**Directions**
Starting at the top of the entries below, set down every line exactly, please, until you reach the line with "them are synchronous", which is included too.

──────────────────────────────

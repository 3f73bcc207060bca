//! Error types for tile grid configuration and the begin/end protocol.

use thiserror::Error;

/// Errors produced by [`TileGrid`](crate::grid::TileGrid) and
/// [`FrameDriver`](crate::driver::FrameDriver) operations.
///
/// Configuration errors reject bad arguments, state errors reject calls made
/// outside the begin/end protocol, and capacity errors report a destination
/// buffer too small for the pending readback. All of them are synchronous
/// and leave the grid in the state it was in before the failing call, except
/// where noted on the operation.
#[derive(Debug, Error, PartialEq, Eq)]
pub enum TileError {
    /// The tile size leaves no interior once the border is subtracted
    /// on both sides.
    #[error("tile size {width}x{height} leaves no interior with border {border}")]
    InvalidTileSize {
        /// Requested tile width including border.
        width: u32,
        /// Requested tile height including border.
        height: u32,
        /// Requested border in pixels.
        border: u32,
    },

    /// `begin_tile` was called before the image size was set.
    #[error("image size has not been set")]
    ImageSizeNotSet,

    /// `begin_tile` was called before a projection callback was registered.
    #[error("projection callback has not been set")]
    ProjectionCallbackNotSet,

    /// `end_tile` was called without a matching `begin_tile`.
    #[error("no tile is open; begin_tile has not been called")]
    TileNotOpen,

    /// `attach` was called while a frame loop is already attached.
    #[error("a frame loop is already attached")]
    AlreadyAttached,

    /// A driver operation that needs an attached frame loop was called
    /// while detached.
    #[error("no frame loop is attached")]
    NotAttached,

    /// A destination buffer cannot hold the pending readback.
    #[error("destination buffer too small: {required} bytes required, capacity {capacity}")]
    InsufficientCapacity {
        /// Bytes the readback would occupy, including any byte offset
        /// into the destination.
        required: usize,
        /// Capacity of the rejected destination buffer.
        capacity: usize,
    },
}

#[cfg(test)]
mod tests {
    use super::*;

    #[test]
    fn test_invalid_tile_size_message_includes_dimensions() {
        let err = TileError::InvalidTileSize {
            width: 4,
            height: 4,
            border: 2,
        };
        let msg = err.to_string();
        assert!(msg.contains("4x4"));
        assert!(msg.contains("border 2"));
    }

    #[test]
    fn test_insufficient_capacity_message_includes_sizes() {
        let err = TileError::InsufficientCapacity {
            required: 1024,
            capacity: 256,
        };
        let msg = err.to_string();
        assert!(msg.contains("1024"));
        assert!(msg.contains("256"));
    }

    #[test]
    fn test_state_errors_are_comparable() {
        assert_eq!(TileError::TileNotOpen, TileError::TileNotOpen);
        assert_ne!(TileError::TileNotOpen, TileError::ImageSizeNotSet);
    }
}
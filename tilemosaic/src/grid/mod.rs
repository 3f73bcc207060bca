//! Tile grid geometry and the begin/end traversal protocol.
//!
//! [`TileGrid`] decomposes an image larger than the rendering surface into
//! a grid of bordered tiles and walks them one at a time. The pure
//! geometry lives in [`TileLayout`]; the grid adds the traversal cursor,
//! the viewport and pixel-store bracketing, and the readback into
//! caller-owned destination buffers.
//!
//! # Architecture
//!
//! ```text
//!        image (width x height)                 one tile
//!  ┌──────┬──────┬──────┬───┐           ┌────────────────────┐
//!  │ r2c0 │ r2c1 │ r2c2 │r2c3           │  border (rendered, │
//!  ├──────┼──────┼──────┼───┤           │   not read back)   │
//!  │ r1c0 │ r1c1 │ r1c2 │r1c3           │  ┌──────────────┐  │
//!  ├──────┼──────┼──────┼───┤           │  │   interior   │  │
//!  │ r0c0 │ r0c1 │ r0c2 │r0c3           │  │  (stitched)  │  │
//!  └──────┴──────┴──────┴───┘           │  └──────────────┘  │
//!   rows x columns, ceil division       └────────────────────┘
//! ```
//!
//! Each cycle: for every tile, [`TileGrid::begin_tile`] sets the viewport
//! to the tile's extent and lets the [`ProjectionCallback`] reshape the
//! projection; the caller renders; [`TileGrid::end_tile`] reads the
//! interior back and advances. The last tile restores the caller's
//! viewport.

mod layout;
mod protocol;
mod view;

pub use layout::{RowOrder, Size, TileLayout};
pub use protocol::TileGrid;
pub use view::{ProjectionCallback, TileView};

──────────────────────────────

**Response area**
repository 3f73bcc207060bca
//! Error types for tile grid configuration and the begin/end protocol.

use thiserror::Error;

/// Errors produced by [`TileGrid`](crate::grid::TileGrid) and
/// [`FrameDriver`](crate::driver::FrameDriver) operations.
///
/// Configuration errors reject bad arguments, state errors reject calls made
/// outside the begin/end protocol, and capacity errors report a destination
/// buffer too small for the pending readback. All of them are synchronous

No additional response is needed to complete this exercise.